O Pentágono e os discos voadores

Por Carlos Orsi

Deu no New York Times: durante cinco anos deste século, entre 2007 e 2012, o Departamento de Defesa dos Estados Unidos gastou U$ 22 milhões de seu "black budget" -- o orçamento secreto usado para financiar coisas, bem, secretas -- com algo chamado Programa de Identificação de Ameaças Aeroespaciais Avançadas. Em linguagem normal, um departamento secreto de caça a discos voadores.

O dinheiro e o departamento apareceram graças a uma aliança de três senadores (dois democratas e um republicano) interessados em ufologia.  O principal artífice da ideia foi Robert Reid, do Partido Democrata de Nevada. Parece haver uma certa afinidade entre os democratas e a ufologia, amis ou menos como há entre republicanos e criacionismo: John Podesta, estrategista de campanha de Hillary Clinton, é um crente de teorias de conspiração envolvendo alienígenas.

O programa financiado por Reid não representa a primeira vez que militares americanos se interessam por óvnis, claro. De 1952 a 1969, o Projeto Blue Book da Força Aérea coletou diversas supostas aparições de naves alienígenas, apenas para concluir que a esmagadora maioria não passava de maus entendidos -- o planeta Vênus, a Lua, balões, aviões, etc.

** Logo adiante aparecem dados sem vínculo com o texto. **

//! Structured error output for CI consumers.
//!
//! Provides machine-parseable error information with:
//! - Error codes for categorization
//! - Hints for self-correction
//! - Context for debugging
//!
//! A CI step can run with `--json` and branch on `error.code` instead of
//! scraping stderr.

use crate::error::CompareError;
use serde::{Deserialize, Serialize};
use serde_json::{Value, json};

/// Machine-readable error codes.
///
/// These codes are stable and can be used for programmatic error handling.
#[derive(Debug, Clone, Copy, PartialEq, Eq, Serialize, Deserialize)]
pub enum ErrorCode {
    // === Input Errors (exit code 2) ===
    /// Requested baseline not present in the result tree
    MissingBaseline,
    /// Estimates file could not be parsed
    MalformedEstimate,
    /// Base measurement of zero nanoseconds
    ZeroBaseTiming,

    // === Config Errors (exit code 7) ===
    /// Configuration error
    ConfigError,
    /// Config parse error
    YamlError,

    // === I/O Errors (exit code 8) ===
    /// File I/O error
    IoError,
    /// JSON serialization error
    JsonError,
}

impl ErrorCode {
    /// Get the string representation for JSON output.
    #[must_use]
    pub const fn as_str(&self) -> &'static str {
        match self {
            Self::MissingBaseline => "MISSING_BASELINE",
            Self::MalformedEstimate => "MALFORMED_ESTIMATE",
            Self::ZeroBaseTiming => "ZERO_BASE_TIMING",
            Self::ConfigError => "CONFIG_ERROR",
            Self::YamlError => "YAML_ERROR",
            Self::IoError => "IO_ERROR",
            Self::JsonError => "JSON_ERROR",
        }
    }

    /// Get the exit code for this error category.
    ///
    /// - 2: Benchmark input errors
    /// - 7: Config errors
    /// - 8: I/O errors
    #[must_use]
    pub const fn exit_code(&self) -> i32 {
        match self {
            Self::MissingBaseline | Self::MalformedEstimate | Self::ZeroBaseTiming => 2,
            Self::ConfigError | Self::YamlError => 7,
            Self::IoError | Self::JsonError => 8,
        }
    }
}

/// Structured error for machine-parseable output.
#[derive(Debug, Clone, Serialize, Deserialize)]
pub struct StructuredError {
    /// Machine-readable error code
    pub code: ErrorCode,
    /// Human-readable error message
    pub message: String,
    /// Optional hint for fixing the error
    #[serde(skip_serializing_if = "Option::is_none")]
    pub hint: Option<String>,
    /// Additional context data
    #[serde(skip_serializing_if = "Option::is_none")]
    pub context: Option<Value>,
}

impl StructuredError {
    /// Create a new structured error from a `CompareError`.
    #[must_use]
    pub fn from_error(err: &CompareError) -> Self {
        let (code, context) = Self::extract_code_and_context(err);
        let hint = Self::generate_hint(err);

        Self {
            code,
            message: err.to_string(),
            hint,
            context,
        }
    }

    /// Serialize to JSON value.
    #[must_use]
    pub fn to_json(&self) -> Value {
        json!({
            "error": {
                "code": self.code.as_str(),
                "message": self.message,
                "hint": self.hint,
                "context": self.context,
            }
        })
    }

    /// Format for human-readable output.
    #[must_use]
    pub fn to_human(&self, color: bool) -> String {
        let mut output = String::new();

        if color {
            output.push_str("\x1b[31mError:\x1b[0m ");
        } else {
            output.push_str("Error: ");
        }

        output.push_str(&self.message);

        if let Some(hint) = &self.hint {
            output.push('\n');
            if color {
                output.push_str("\x1b[33mHint:\x1b[0m ");
            } else {
                output.push_str("Hint: ");
            }
            output.push_str(hint);
        }

        output
    }

    fn extract_code_and_context(err: &CompareError) -> (ErrorCode, Option<Value>) {
        match err {
            CompareError::MissingBaseline {
                role,
                name,
                root,
                available,
            } => (
                ErrorCode::MissingBaseline,
                Some(json!({
                    "role": role,
                    "baseline": name,
                    "criterion_dir": root.display().to_string(),
                    "available_baselines": available,
                })),
            ),
            CompareError::MalformedEstimate { path, reason } => (
                ErrorCode::MalformedEstimate,
                Some(json!({"path": path.display().to_string(), "reason": reason})),
            ),
            CompareError::ZeroBaseTiming { benchmark } => (
                ErrorCode::ZeroBaseTiming,
                Some(json!({"benchmark": benchmark})),
            ),
            CompareError::Config(_) => (ErrorCode::ConfigError, None),
            CompareError::Yaml(_) => (ErrorCode::YamlError, None),
            CompareError::Io(_) => (ErrorCode::IoError, None),
            CompareError::Json(_) => (ErrorCode::JsonError, None),
        }
    }

    /// Generate context-aware hint from error.
    fn generate_hint(err: &CompareError) -> Option<String> {
        if let CompareError::MissingBaseline {
            name, available, ..
        } = err
        {
            let similar = find_similar_names(name, available, 3);
            if similar.len() == 1 {
                return Some(format!("Did you mean '{}'?", similar[0]));
            }
            if !similar.is_empty() {
                return Some(format!("Did you mean one of: {}?", similar.join(", ")));
            }
            if !available.is_empty() {
                return Some(format!("Available baselines: {}", available.join(", ")));
            }
        }

        err.suggestion().map(str::to_string)
    }
}

/// Compute Levenshtein edit distance between two strings.
fn levenshtein_distance(a: &str, b: &str) -> usize {
    let a_len = a.chars().count();
    let b_len = b.chars().count();

    if a_len == 0 {
        return b_len;
    }
    if b_len == 0 {
        return a_len;
    }

    let mut matrix = vec![vec![0; b_len + 1]; a_len + 1];

    for (i, row) in matrix.iter_mut().enumerate().take(a_len + 1) {
        row[0] = i;
    }
    for (j, item) in matrix[0].iter_mut().enumerate().take(b_len + 1) {
        *item = j;
    }

    let a_chars: Vec<char> = a.chars().collect();
    let b_chars: Vec<char> = b.chars().collect();

    for (i, a_char) in a_chars.iter().enumerate() {
        for (j, b_char) in b_chars.iter().enumerate() {
            let cost = usize::from(a_char != b_char);
            matrix[i + 1][j + 1] = std::cmp::min(
                std::cmp::min(matrix[i][j + 1] + 1, matrix[i + 1][j] + 1),
                matrix[i][j] + cost,
            );
        }
    }

    matrix[a_len][b_len]
}

/// Find baseline names similar to the requested one.
///
/// Returns up to `max_suggestions` names with distance <= 3.
#[must_use]
pub fn find_similar_names(searched: &str, existing: &[String], max_suggestions: usize) -> Vec<String> {
    let mut candidates: Vec<(usize, &str)> = existing
        .iter()
        .map(|name| (levenshtein_distance(searched, name), name.as_str()))
        .filter(|(dist, _)| *dist <= 3)
        .collect();

    candidates.sort_by(|a, b| a.0.cmp(&b.0).then_with(|| a.1.cmp(b.1)));

    candidates
        .into_iter()
        .take(max_suggestions)
        .map(|(_, name)| name.to_string())
        .collect()
}
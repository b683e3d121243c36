//! Configuration management for `bench_compare`.
//!
//! Configuration sources and precedence (highest wins):
//! 1. CLI overrides
//! 2. Environment variables (`BENCH_COMPARE_*`)
//! 3. Config file (`--config`, else `./bench-compare.yaml`)
//! 4. Defaults

use crate::compare::DEFAULT_THRESHOLD;
use crate::error::{CompareError, Result};
use crate::filter::{DEFAULT_SUBJECT, SubjectFilter};
use crate::loader::DEFAULT_CRITERION_DIR;
use crate::report::{ArtifactPaths, DEFAULT_JSON_OUTPUT, DEFAULT_MARKDOWN_OUTPUT};
use std::collections::HashMap;
use std::env;
use std::fs;
use std::path::{Path, PathBuf};

/// Config file looked up in the working directory when `--config` is unset.
pub const DEFAULT_CONFIG_FILE: &str = "bench-compare.yaml";

/// Prefix for environment variable overrides.
const ENV_PREFIX: &str = "BENCH_COMPARE_";

const KEY_THRESHOLD: &str = "threshold";
const KEY_CRITERION_DIR: &str = "criterion-dir";
const KEY_SUBJECT: &str = "subject";
const KEY_ALL_BENCHMARKS: &str = "all-benchmarks";
const KEY_JSON_OUTPUT: &str = "json-output";
const KEY_MARKDOWN_OUTPUT: &str = "markdown-output";

/// Nested YAML spellings accepted for flat keys.
const KEY_ALIASES: &[(&str, &str)] = &[
    ("output.json", KEY_JSON_OUTPUT),
    ("output.markdown", KEY_MARKDOWN_OUTPUT),
    ("output.md", KEY_MARKDOWN_OUTPUT),
];

/// A flat key/value configuration layer.
#[derive(Debug, Clone, Default, PartialEq, Eq)]
pub struct ConfigLayer {
    pub values: HashMap<String, String>,
}

impl ConfigLayer {
    /// Merge another layer on top of this one (higher precedence wins).
    ///
    /// `subject` and `all-benchmarks` pick the same setting, so a layer that
    /// names only a subject also clears a lower layer's `all-benchmarks`.
    pub fn merge_from(&mut self, other: &Self) {
        if other.values.contains_key(KEY_SUBJECT) && !other.values.contains_key(KEY_ALL_BENCHMARKS) {
            self.values.remove(KEY_ALL_BENCHMARKS);
        }
        for (key, value) in &other.values {
            self.values.insert(key.clone(), value.clone());
        }
    }

    /// Merge multiple layers in precedence order (lowest to highest).
    #[must_use]
    pub fn merge_layers(layers: &[Self]) -> Self {
        let mut merged = Self::default();
        for layer in layers {
            merged.merge_from(layer);
        }
        merged
    }

    /// Build a layer from a YAML file path. Missing files return empty config.
    ///
    /// # Errors
    ///
    /// Returns an error if the file exists but cannot be read or parsed.
    pub fn from_yaml(path: &Path) -> Result<Self> {
        if !path.exists() {
            return Ok(Self::default());
        }

        let contents = fs::read_to_string(path)?;
        let value: serde_yaml::Value = serde_yaml::from_str(&contents)?;
        Ok(layer_from_yaml_value(&value))
    }

    /// Build a layer from the process environment.
    #[must_use]
    pub fn from_env() -> Self {
        Self::from_env_vars(env::vars())
    }

    /// Build a layer from `(name, value)` pairs; only `BENCH_COMPARE_*`
    /// names are used.
    #[must_use]
    pub fn from_env_vars<I>(vars: I) -> Self
    where
        I: IntoIterator<Item = (String, String)>,
    {
        let mut layer = Self::default();
        for (key, value) in vars {
            if let Some(stripped) = key.strip_prefix(ENV_PREFIX) {
                insert_key_value(&mut layer, stripped, value);
            }
        }
        layer
    }

    fn get(&self, key: &str) -> Option<&str> {
        self.values
            .get(key)
            .map(|value| value.trim())
            .filter(|value| !value.is_empty())
    }
}

/// CLI overrides for config loading (optional).
#[derive(Debug, Clone, Default)]
pub struct CliOverrides {
    pub threshold: Option<f64>,
    pub criterion_dir: Option<PathBuf>,
    pub subject: Option<String>,
    pub all_benchmarks: Option<bool>,
    pub json_output: Option<PathBuf>,
    pub markdown_output: Option<PathBuf>,
}

impl CliOverrides {
    #[must_use]
    pub fn as_layer(&self) -> ConfigLayer {
        let mut layer = ConfigLayer::default();

        if let Some(threshold) = self.threshold {
            insert_key_value(&mut layer, KEY_THRESHOLD, threshold.to_string());
        }
        if let Some(dir) = &self.criterion_dir {
            insert_key_value(&mut layer, KEY_CRITERION_DIR, dir.to_string_lossy().to_string());
        }
        if let Some(subject) = &self.subject {
            insert_key_value(&mut layer, KEY_SUBJECT, subject.clone());
        }
        if let Some(all) = self.all_benchmarks {
            insert_key_value(&mut layer, KEY_ALL_BENCHMARKS, all.to_string());
        }
        if let Some(path) = &self.json_output {
            insert_key_value(&mut layer, KEY_JSON_OUTPUT, path.to_string_lossy().to_string());
        }
        if let Some(path) = &self.markdown_output {
            insert_key_value(&mut layer, KEY_MARKDOWN_OUTPUT, path.to_string_lossy().to_string());
        }

        layer
    }
}

/// Fully resolved settings for one comparison run.
#[derive(Debug, Clone, PartialEq)]
pub struct CompareConfig {
    pub threshold: f64,
    pub criterion_dir: PathBuf,
    pub subject: SubjectFilter,
    pub artifacts: ArtifactPaths,
}

impl Default for CompareConfig {
    fn default() -> Self {
        Self {
            threshold: DEFAULT_THRESHOLD,
            criterion_dir: PathBuf::from(DEFAULT_CRITERION_DIR),
            subject: SubjectFilter::default(),
            artifacts: ArtifactPaths::default(),
        }
    }
}

impl CompareConfig {
    /// Resolve settings from a merged layer; unset keys take defaults.
    ///
    /// # Errors
    ///
    /// Returns an error if a value cannot be parsed or the subject marker is
    /// empty. Any parseable threshold is used as given.
    pub fn from_layer(layer: &ConfigLayer) -> Result<Self> {
        let mut config = Self::default();

        if let Some(raw) = layer.get(KEY_THRESHOLD) {
            config.threshold = raw
                .parse()
                .map_err(|_| CompareError::Config(format!("invalid threshold '{raw}'")))?;
        }

        if let Some(dir) = layer.get(KEY_CRITERION_DIR) {
            config.criterion_dir = PathBuf::from(dir);
        }

        let all_benchmarks = match layer.get(KEY_ALL_BENCHMARKS) {
            Some(raw) => parse_bool(raw).ok_or_else(|| {
                CompareError::Config(format!("invalid boolean for {KEY_ALL_BENCHMARKS}: '{raw}'"))
            })?,
            None => false,
        };

        if all_benchmarks {
            config.subject = SubjectFilter::All;
        } else if let Some(raw) = layer.values.get(KEY_SUBJECT) {
            if raw.trim().is_empty() {
                return Err(CompareError::Config(
                    "subject marker must not be empty; use all-benchmarks to compare everything"
                        .to_string(),
                ));
            }
            config.subject = SubjectFilter::Marker(raw.trim().to_string());
        }

        if let Some(path) = layer.get(KEY_JSON_OUTPUT) {
            config.artifacts.json = PathBuf::from(path);
        }
        if let Some(path) = layer.get(KEY_MARKDOWN_OUTPUT) {
            config.artifacts.markdown = PathBuf::from(path);
        }

        Ok(config)
    }
}

/// Load the config file layer.
///
/// An explicit `path` must exist; the default file is optional.
///
/// # Errors
///
/// Returns an error if an explicit file is missing, or a file cannot be
/// read or parsed.
pub fn load_file_config(path: Option<&Path>) -> Result<ConfigLayer> {
    match path {
        Some(path) if !path.exists() => Err(CompareError::Config(format!(
            "config file not found: {}",
            path.display()
        ))),
        Some(path) => ConfigLayer::from_yaml(path),
        None => ConfigLayer::from_yaml(Path::new(DEFAULT_CONFIG_FILE)),
    }
}

/// Load and resolve configuration with full precedence.
///
/// # Errors
///
/// Returns an error if the config file or any value is invalid.
pub fn load_config(config_path: Option<&Path>, cli: &CliOverrides) -> Result<CompareConfig> {
    let file_layer = load_file_config(config_path)?;
    let env_layer = ConfigLayer::from_env();
    let cli_layer = cli.as_layer();

    let merged = ConfigLayer::merge_layers(&[file_layer, env_layer, cli_layer]);
    CompareConfig::from_layer(&merged)
}

fn insert_key_value(layer: &mut ConfigLayer, key: &str, value: String) {
    layer.values.insert(canonical_key(key), value);
}

/// Lowercase, `_` to `-`, and resolve nested aliases.
fn canonical_key(key: &str) -> String {
    let normalized = key.trim().to_lowercase().replace('_', "-");
    KEY_ALIASES
        .iter()
        .find(|(alias, _)| *alias == normalized)
        .map_or(normalized, |(_, canonical)| (*canonical).to_string())
}

fn parse_bool(value: &str) -> Option<bool> {
    match value.trim().to_lowercase().as_str() {
        "1" | "true" | "yes" | "y" | "on" => Some(true),
        "0" | "false" | "no" | "n" | "off" => Some(false),
        _ => None,
    }
}

fn layer_from_yaml_value(value: &serde_yaml::Value) -> ConfigLayer {
    let mut layer = ConfigLayer::default();
    let mut flat = HashMap::new();
    flatten_yaml(value, "", &mut flat);

    for (key, value) in flat {
        insert_key_value(&mut layer, &key, value);
    }

    layer
}

fn flatten_yaml(value: &serde_yaml::Value, prefix: &str, out: &mut HashMap<String, String>) {
    match value {
        serde_yaml::Value::Mapping(map) => {
            for (key, value) in map {
                let Some(key_str) = key.as_str() else {
                    continue;
                };
                let next_prefix = if prefix.is_empty() {
                    key_str.to_string()
                } else {
                    format!("{prefix}.{key_str}")
                };
                flatten_yaml(value, &next_prefix, out);
            }
        }
        _ => {
            if let Some(value) = yaml_scalar_to_string(value) {
                out.insert(prefix.to_string(), value);
            }
        }
    }
}

fn yaml_scalar_to_string(value: &serde_yaml::Value) -> Option<String> {
    match value {
        serde_yaml::Value::Bool(v) => Some(v.to_string()),
        serde_yaml::Value::Number(n) => Some(n.to_string()),
        serde_yaml::Value::String(s) => Some(s.clone()),
        serde_yaml::Value::Null
        | serde_yaml::Value::Sequence(_)
        | serde_yaml::Value::Mapping(_) => None,
        serde_yaml::Value::Tagged(tagged) => yaml_scalar_to_string(&tagged.value),
    }
}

Mais cedo, em 1953, um comitê de cientistas reunido pela CIA já apontara que não havia realmente nada de interessante acontecendo.

Mas se os meados do século passado foram uma época de expansão do papel do Estado, os anos 2000 existem sob um zeitgeist diferente, e o  Programa de Identificação de Ameaças Aeroespaciais Avançadas optou por terceirizar suas atividades para a iniciativa privada. O empreiteiro contratado, aponta o NY Times, foi o empresário Robert Bigelow, cuja firma Bigelow Aerospace trabalha desenvolvendo hábitats espaciais infláveis. Vale a pena notar que a firma de Bigelow é baseada em Las Vegas, e o senador que achou dinheiro para o programa representa o Estado de Nevada, onde fica Las Vegas.

Uma vez tendo recebido sua missão secreta, Bigelow decidiu contratar Harold Puthoff para ajudá-lo. Puthoff é um engenheiro elétrico cuja maior contribuição para a ciência foi deixar-se engabelar, de forma humilhante, por Uri Geller, nos anos 70. Com direito a artigo na Nature. De acordo com o Times, o programa fez o que programas assim sempre fazem -- coletou depoimentos, imagens e materiais estranhos não-especificados.

O mundo da ufologia sempre viveu muito próximo ao limite entre fraude e fantasia. Por exemplo, Kenneth Arnold, o autor da observação seminal de 1947  que deu origem à moderna onda de interesse em objetos voadores não-identificados, não relutou muito em tornar-se parceiro de Ray Palmer, da revista Fate, um editor inescrupuloso que nunca se preocupou em separar fato de ficção e que logo se pôs a sensacionalizar a história. Casos como Roswell e os círculos de plantação seguem padrões semelhantes.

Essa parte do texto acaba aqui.